EXTRACTED DATA —
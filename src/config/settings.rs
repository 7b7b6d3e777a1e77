//! Configuration settings for Glimt.

use crate::error::{GlimtError, Result};
use serde::{Deserialize, Serialize};
use std::path::PathBuf;

/// Root configuration structure.
#[derive(Debug, Clone, Serialize, Deserialize)]
#[serde(default)]
#[derive(Default)]
pub struct Settings {
    pub general: GeneralSettings,
    pub selection: SelectionSettings,
    pub llm: LlmSettings,
    pub video: VideoSettings,
    pub enhancement: EnhancementSettings,
    pub screenshots: ScreenshotSettings,
    pub prompts: PromptSettings,
}

/// General application settings.
#[derive(Debug, Clone, Serialize, Deserialize)]
#[serde(default)]
pub struct GeneralSettings {
    /// Directory for storing application data (transcripts, screenshots).
    pub data_dir: String,
    /// Log level used when no `-v` flag is given (trace, debug, info, warn, error).
    pub log_level: String,
}

impl Default for GeneralSettings {
    fn default() -> Self {
        Self {
            data_dir: "~/.glimt".to_string(),
            log_level: "warn".to_string(),
        }
    }
}

/// Key-moment selection settings.
#[derive(Debug, Clone, Serialize, Deserialize)]
#[serde(default)]
pub struct SelectionSettings {
    /// Scale the number of moments with the video duration.
    pub dynamic_count: bool,
    /// Lower bound for the dynamic count.
    pub min_count: usize,
    /// Upper bound for the dynamic count.
    pub max_count: usize,
    /// Moment count when dynamic sizing is off.
    pub fixed_count: usize,
    /// Scan the transcript text for visual-reference phrases.
    pub use_visual_cues: bool,
    /// Ask the LLM for candidates when the rule-based ones run short.
    pub use_llm: bool,
    /// Duration assumed when neither segments nor the video provide one.
    pub fallback_duration_seconds: f64,
    /// Upper bound on the minimum distance between two moments.
    pub min_spacing_seconds: f64,
    /// Segments suppressed after each detected content break.
    pub min_segments_between_breaks: usize,
    /// Gap between segments that counts as an unnatural pause.
    pub pause_threshold_seconds: f64,
}

impl Default for SelectionSettings {
    fn default() -> Self {
        Self {
            dynamic_count: true,
            min_count: 5,
            max_count: 20,
            fixed_count: 7,
            use_visual_cues: true,
            use_llm: true,
            fallback_duration_seconds: 1800.0,
            min_spacing_seconds: 15.0,
            min_segments_between_breaks: 10,
            pause_threshold_seconds: 2.0,
        }
    }
}

/// LLM collaborator settings.
#[derive(Debug, Clone, Serialize, Deserialize)]
#[serde(default)]
pub struct LlmSettings {
    /// Chat model used to suggest moments.
    pub model: String,
    /// Hard limit for one suggestion request.
    pub timeout_seconds: u64,
    /// Sampling temperature.
    pub temperature: f32,
    /// Transcript characters included in the prompt.
    pub max_transcript_chars: usize,
}

impl Default for LlmSettings {
    fn default() -> Self {
        Self {
            model: "gpt-4o-mini".to_string(),
            timeout_seconds: 30,
            temperature: 0.3,
            max_transcript_chars: 12_000,
        }
    }
}

/// Frame extraction and visual-change detection settings.
#[derive(Debug, Clone, Serialize, Deserialize)]
#[serde(default)]
pub struct VideoSettings {
    /// ffmpeg binary used to decode frames.
    pub ffmpeg_path: String,
    /// ffprobe binary used to read container metadata.
    pub ffprobe_path: String,
    /// Capture a burst of frames around each moment.
    pub detect_sequences: bool,
    /// Time window analysed around a moment (seconds).
    pub change_window_seconds: f64,
    /// Frames sampled per second inside the window.
    pub sample_rate: f64,
    /// Mean absolute difference (0-1) that counts as a change.
    pub change_threshold: f64,
    /// Minimum distance between two accepted changes (seconds).
    pub min_change_separation_seconds: f64,
    /// Maximum timestamps kept per moment, base included.
    pub max_sequence_frames: usize,
    /// Average the target frame with its neighbours before enhancement.
    pub average_neighbors: bool,
}

impl Default for VideoSettings {
    fn default() -> Self {
        Self {
            ffmpeg_path: "ffmpeg".to_string(),
            ffprobe_path: "ffprobe".to_string(),
            detect_sequences: true,
            change_window_seconds: 10.0,
            sample_rate: 2.0,
            change_threshold: 0.15,
            min_change_separation_seconds: 1.0,
            max_sequence_frames: 5,
            average_neighbors: true,
        }
    }
}

/// Screenshot enhancement settings.
#[derive(Debug, Clone, Serialize, Deserialize)]
#[serde(default)]
pub struct EnhancementSettings {
    /// Run the enhancement pipeline at all.
    pub enabled: bool,
    /// Upscale 1.5x while processing to help small text.
    pub upscale: bool,
    /// Treat frames as UI captures (edge-preserving denoise).
    pub ui_capture: bool,
    /// Blend ratio of the edge-masked contrast boost.
    pub edge_boost_ratio: f32,
    /// CLAHE clip limit.
    pub clahe_clip_limit: f32,
    /// CLAHE tiles per axis.
    pub clahe_tiles: u32,
    /// Saturation multiplier.
    pub saturation: f32,
}

impl Default for EnhancementSettings {
    fn default() -> Self {
        Self {
            enabled: true,
            upscale: true,
            ui_capture: true,
            edge_boost_ratio: 0.3,
            clahe_clip_limit: 2.0,
            clahe_tiles: 8,
            saturation: 1.2,
        }
    }
}

/// Screenshot output settings.
#[derive(Debug, Clone, Serialize, Deserialize)]
#[serde(default)]
pub struct ScreenshotSettings {
    /// Root directory for screenshots; one subdirectory per transcript.
    pub output_dir: String,
    /// Image format (png, jpg).
    pub format: String,
    /// PNG compression (fast, default, best).
    pub png_compression: String,
    /// JPEG quality (1-100).
    pub jpeg_quality: u8,
}

impl Default for ScreenshotSettings {
    fn default() -> Self {
        Self {
            output_dir: "~/.glimt/static/screenshots".to_string(),
            format: "png".to_string(),
            png_compression: "default".to_string(),
            jpeg_quality: 95,
        }
    }
}

/// Prompt customization settings.
#[derive(Debug, Clone, Serialize, Deserialize)]
#[serde(default)]
#[derive(Default)]
pub struct PromptSettings {
    /// Directory for custom prompts (overrides defaults).
    pub custom_dir: Option<String>,
    /// Custom variables available in all prompts as {{variable_name}}.
    pub variables: std::collections::HashMap<String, String>,
}

impl Settings {
    /// Load settings from the default configuration file.
    pub fn load() -> Result<Self> {
        Self::load_from(None)
    }

    /// Load and validate settings from a specific path, or default location if None.
    pub fn load_from(path: Option<&PathBuf>) -> Result<Self> {
        let settings = Self::read_from(path)?;
        settings.validate()?;
        Ok(settings)
    }

    /// Parse settings without validating them.
    pub fn read_from(path: Option<&PathBuf>) -> Result<Self> {
        let config_path = match path {
            Some(p) => p.clone(),
            None => Self::default_config_path(),
        };

        if config_path.exists() {
            let content = std::fs::read_to_string(&config_path)?;
            Ok(toml::from_str::<Settings>(&content)?)
        } else {
            Ok(Settings::default())
        }
    }

    /// Reject combinations the selector and detectors cannot work with.
    pub fn validate(&self) -> Result<()> {
        const LEVELS: [&str; 6] = ["trace", "debug", "info", "warn", "error", "off"];
        if !LEVELS.contains(&self.general.log_level.to_lowercase().as_str()) {
            return Err(GlimtError::Config(format!(
                "general.log_level must be one of {} (got {})",
                LEVELS.join(", "),
                self.general.log_level
            )));
        }

        let s = &self.selection;
        if s.min_count < 2 {
            return Err(GlimtError::Config(format!(
                "selection.min_count must be at least 2 (got {})",
                s.min_count
            )));
        }
        if s.min_count > s.max_count {
            return Err(GlimtError::Config(format!(
                "selection.min_count ({}) exceeds selection.max_count ({})",
                s.min_count, s.max_count
            )));
        }
        if s.fixed_count < 2 {
            return Err(GlimtError::Config(format!(
                "selection.fixed_count must be at least 2 (got {})",
                s.fixed_count
            )));
        }
        if self.video.sample_rate <= 0.0 {
            return Err(GlimtError::Config(
                "video.sample_rate must be positive".to_string(),
            ));
        }
        if !(self.video.change_threshold > 0.0 && self.video.change_threshold <= 1.0) {
            return Err(GlimtError::Config(format!(
                "video.change_threshold must be in (0, 1] (got {})",
                self.video.change_threshold
            )));
        }
        Ok(())
    }

    /// Save settings to the default configuration file.
    pub fn save(&self) -> Result<()> {
        self.save_to(&Self::default_config_path())
    }

    /// Save settings to a specific path.
    pub fn save_to(&self, path: &PathBuf) -> Result<()> {
        if let Some(parent) = path.parent() {
            std::fs::create_dir_all(parent)?;
        }
        let content =
            toml::to_string_pretty(self).map_err(|e| GlimtError::Config(e.to_string()))?;
        std::fs::write(path, content)?;
        Ok(())
    }

    /// Get the default configuration file path.
    pub fn default_config_path() -> PathBuf {
        dirs::config_dir()
            .unwrap_or_else(|| PathBuf::from("."))
            .join("glimt")
            .join("config.toml")
    }

    /// Expand shell variables in paths (e.g., ~).
    pub fn expand_path(path: &str) -> PathBuf {
        PathBuf::from(shellexpand::tilde(path).to_string())
    }

    /// Get the expanded data directory path.
    pub fn data_dir(&self) -> PathBuf {
        Self::expand_path(&self.general.data_dir)
    }

    /// Directory holding persisted transcript JSON files.
    pub fn transcripts_dir(&self) -> PathBuf {
        self.data_dir().join("transcripts")
    }

    /// Get the expanded screenshot root directory.
    pub fn screenshots_dir(&self) -> PathBuf {
        Self::expand_path(&self.screenshots.output_dir)
    }
}

#[cfg(test)]
mod tests {
    use super::*;

    #[test]
    fn test_defaults_are_valid() {
        assert!(Settings::default().validate().is_ok());
    }

    #[test]
    fn test_partial_toml_keeps_defaults() {
        let settings: Settings = toml::from_str(
            r#"
            [selection]
            min_count = 4

            [video]
            sample_rate = 4.0
            "#,
        )
        .unwrap();

        assert_eq!(settings.selection.min_count, 4);
        assert_eq!(settings.selection.max_count, 20);
        assert_eq!(settings.video.sample_rate, 4.0);
        assert_eq!(settings.video.change_threshold, 0.15);
        assert_eq!(settings.screenshots.format, "png");
    }

    #[test]
    fn test_validate_rejects_inverted_counts() {
        let mut settings = Settings::default();
        settings.selection.min_count = 10;
        settings.selection.max_count = 6;
        assert!(matches!(settings.validate(), Err(GlimtError::Config(_))));
    }

    #[test]
    fn test_validate_rejects_bad_threshold() {
        let mut settings = Settings::default();
        settings.video.change_threshold = 1.5;
        assert!(settings.validate().is_err());
    }

    #[test]
    fn test_load_missing_file_uses_defaults() {
        let dir = tempfile::tempdir().unwrap();
        let path = dir.path().join("absent.toml");
        let settings = Settings::load_from(Some(&path)).unwrap();
        assert_eq!(settings.llm.model, "gpt-4o-mini");
    }

    #[test]
    fn test_read_skips_validation() {
        let dir = tempfile::tempdir().unwrap();
        let path = dir.path().join("config.toml");
        std::fs::write(&path, "[selection]\nmin_count = 9\nmax_count = 3\n").unwrap();

        let settings = Settings::read_from(Some(&path)).unwrap();
        assert_eq!(settings.selection.min_count, 9);
        assert!(Settings::load_from(Some(&path)).is_err());
    }

    #[test]
    fn test_validate_rejects_unknown_log_level() {
        let mut settings = Settings::default();
        settings.general.log_level = "DEBUG".to_string();
        assert!(settings.validate().is_ok());
        settings.general.log_level = "loud".to_string();
        assert!(settings.validate().is_err());
    }

    #[test]
    fn test_save_and_reload() {
        let dir = tempfile::tempdir().unwrap();
        let path = dir.path().join("config.toml");

        let mut settings = Settings::default();
        settings.selection.fixed_count = 9;
        settings.save_to(&path).unwrap();

        let loaded = Settings::load_from(Some(&path)).unwrap();
        assert_eq!(loaded.selection.fixed_count, 9);
    }
}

WORK ITEM —
If a line comes after the one containing "sizing is off.", leave it out; set down every line of the data before it, and that line itself, exactly.

EXERCISE OUTPUT —
filename src/config/settings.rs
repository 7b7b6d3e777a1e77
//! Configuration settings for Glimt.

use crate::error::{GlimtError, Result};
use serde::{Deserialize, Serialize};
use std::path::PathBuf;

/// Root configuration structure.
#[derive(Debug, Clone, Serialize, Deserialize)]
#[serde(default)]
#[derive(Default)]
pub struct Settings {
    pub general: GeneralSettings,
    pub selection: SelectionSettings,
    pub llm: LlmSettings,
    pub video: VideoSettings,
    pub enhancement: EnhancementSettings,
    pub screenshots: ScreenshotSettings,
    pub prompts: PromptSettings,
}

/// General application settings.
#[derive(Debug, Clone, Serialize, Deserialize)]
#[serde(default)]
pub struct GeneralSettings {
    /// Directory for storing application data (transcripts, screenshots).
    pub data_dir: String,
    /// Log level used when no `-v` flag is given (trace, debug, info, warn, error).
    pub log_level: String,
}

impl Default for GeneralSettings {
    fn default() -> Self {
        Self {
            data_dir: "~/.glimt".to_string(),
            log_level: "warn".to_string(),
        }
    }
}

/// Key-moment selection settings.
#[derive(Debug, Clone, Serialize, Deserialize)]
#[serde(default)]
pub struct SelectionSettings {
    /// Scale the number of moments with the video duration.
    pub dynamic_count: bool,
    /// Lower bound for the dynamic count.
    pub min_count: usize,
    /// Upper bound for the dynamic count.
    pub max_count: usize,
    /// Moment count when dynamic sizing is off.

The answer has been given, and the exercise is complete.